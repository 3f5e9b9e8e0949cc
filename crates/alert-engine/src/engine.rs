//! Alert engine orchestration.
//!
//! A cycle walks every monitored subject through three phases:
//! collecting observations from the [`MetricsProvider`], evaluating them
//! against alert configs and the cooldown gate, and dispatching the admitted
//! alerts. Failures (and panics) are contained per subject and per alert.

use chrono::{DateTime, Utc};
use futures_util::{stream, FutureExt, StreamExt};
use sentinel_core::config::{AlertRules, EngineConfig};
use sentinel_core::types::{
    Alert, AlertConfig, AlertFilter, AlertType, PortfolioExposure, ReturnSeries, RiskProfile,
    Subject, SubjectKind,
};
use std::collections::HashMap;
use std::panic::AssertUnwindSafe;
use std::sync::atomic::{AtomicU8, AtomicUsize, Ordering};
use std::sync::Arc;
use std::time::Duration;
use tokio::sync::{watch, Mutex, RwLock};
use tokio::time::MissedTickBehavior;
use tracing::{debug, error, info, warn};
use uuid::Uuid;

use crate::clock::{Clock, SystemClock};
use crate::cooldown::CooldownGate;
use crate::dispatcher::NotificationDispatcher;
use crate::error::{AlertError, Result};
use crate::evaluator::{validate_alert_config, Observation, ThresholdEvaluator};
use crate::metrics::RiskMetricsSnapshot;
use crate::provider::MetricsProvider;
use crate::publisher::AlertPublisher;
use crate::store::AlertStore;

/// Phase of the current cycle.
#[derive(Debug, Clone, Copy, PartialEq, Eq)]
pub enum CycleState {
    Idle,
    Collecting,
    Evaluating,
    Dispatching,
}

impl CycleState {
    fn from_u8(value: u8) -> Self {
        match value {
            1 => Self::Collecting,
            2 => Self::Evaluating,
            3 => Self::Dispatching,
            _ => Self::Idle,
        }
    }
}

/// Engine tuning.
#[derive(Debug, Clone)]
pub struct EngineSettings {
    pub interval: Duration,
    /// Maximum subjects observed (and alerts dispatched) concurrently.
    pub worker_pool_size: usize,
    pub risk_free_rate: f64,
}

impl Default for EngineSettings {
    fn default() -> Self {
        Self {
            interval: Duration::from_secs(30),
            worker_pool_size: 8,
            risk_free_rate: 0.0,
        }
    }
}

impl From<&EngineConfig> for EngineSettings {
    fn from(config: &EngineConfig) -> Self {
        Self {
            interval: Duration::from_secs(config.interval_secs.max(1)),
            worker_pool_size: config.worker_pool_size.max(1),
            risk_free_rate: config.risk_free_rate,
        }
    }
}

/// Summary of one cycle.
#[derive(Debug, Clone, Default, PartialEq)]
pub struct CycleReport {
    /// Another cycle was already running; nothing was done.
    pub skipped: bool,
    pub subjects: usize,
    pub observed: usize,
    pub failed_subjects: usize,
    pub candidates: usize,
    pub admitted: usize,
    pub suppressed: usize,
    pub persisted: usize,
    pub dispatch_failures: usize,
    pub alert_ids: Vec<Uuid>,
    pub started_at: Option<DateTime<Utc>>,
    pub finished_at: Option<DateTime<Utc>>,
}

++++

## WORK REQUIRED
Your task is to retype the complete material exactly as it was given.

## RESULT
repository 3f5e9b9e8e0949cc
filename crates/alert-engine/src/engine.rs
//! Alert engine orchestration.
//!
//! A cycle walks every monitored subject through three phases:
//! collecting observations from the [`MetricsProvider`], evaluating them
//! against alert configs and the cooldown gate, and dispatching the admitted
//! alerts. Failures (and panics) are contained per subject and per alert.

use chrono::{DateTime, Utc};
use futures_util::{stream, FutureExt, StreamExt};
use sentinel_core::config::{AlertRules, EngineConfig};
use sentinel_core::types::{
    Alert, AlertConfig, AlertFilter, AlertType, PortfolioExposure, ReturnSeries, RiskProfile,
    Subject, SubjectKind,
};
use std::collections::HashMap;
use std::panic::AssertUnwindSafe;
use std::sync::atomic::{AtomicU8, AtomicUsize, Ordering};
use std::sync::Arc;
use std::time::Duration;
use tokio::sync::{watch, Mutex, RwLock};
use tokio::time::MissedTickBehavior;
use tracing::{debug, error, info, warn};
use uuid::Uuid;

use crate::clock::{Clock, SystemClock};
use crate::cooldown::CooldownGate;
use crate::dispatcher::NotificationDispatcher;
use crate::error::{AlertError, Result};
use crate::evaluator::{validate_alert_config, Observation, ThresholdEvaluator};
use crate::metrics::RiskMetricsSnapshot;
use crate::provider::MetricsProvider;
use crate::publisher::AlertPublisher;
use crate::store::AlertStore;

/// Phase of the current cycle.
#[derive(Debug, Clone, Copy, PartialEq, Eq)]
pub enum CycleState {
    Idle,
    Collecting,
    Evaluating,
    Dispatching,
}

impl CycleState {
    fn from_u8(value: u8) -> Self {
        match value {
            1 => Self::Collecting,
            2 => Self::Evaluating,
            3 => Self::Dispatching,
            _ => Self::Idle,
        }
    }
}

/// Engine tuning.
#[derive(Debug, Clone)]
pub struct EngineSettings {
    pub interval: Duration,
    /// Maximum subjects observed (and alerts dispatched) concurrently.
    pub worker_pool_size: usize,
    pub risk_free_rate: f64,
}

impl Default for EngineSettings {
    fn default() -> Self {
        Self {
            interval: Duration::from_secs(30),
            worker_pool_size: 8,
            risk_free_rate: 0.0,
        }
    }
}

impl From<&EngineConfig> for EngineSettings {
    fn from(config: &EngineConfig) -> Self {
        Self {
            interval: Duration::from_secs(config.interval_secs.max(1)),
            worker_pool_size: config.worker_pool_size.max(1),
            risk_free_rate: config.risk_free_rate,
        }
    }
}

/// Summary of one cycle.
#[derive(Debug, Clone, Default, PartialEq)]
pub struct CycleReport {
    /// Another cycle was already running; nothing was done.
    pub skipped: bool,
    pub subjects: usize,
    pub observed: usize,
    pub failed_subjects: usize,
    pub candidates: usize,
    pub admitted: usize,
    pub suppressed: usize,
    pub persisted: usize,
    pub dispatch_failures: usize,
    pub alert_ids: Vec<Uuid>,
    pub started_at: Option<DateTime<Utc>>,
    pub finished_at: Option<DateTime<Utc>>,
}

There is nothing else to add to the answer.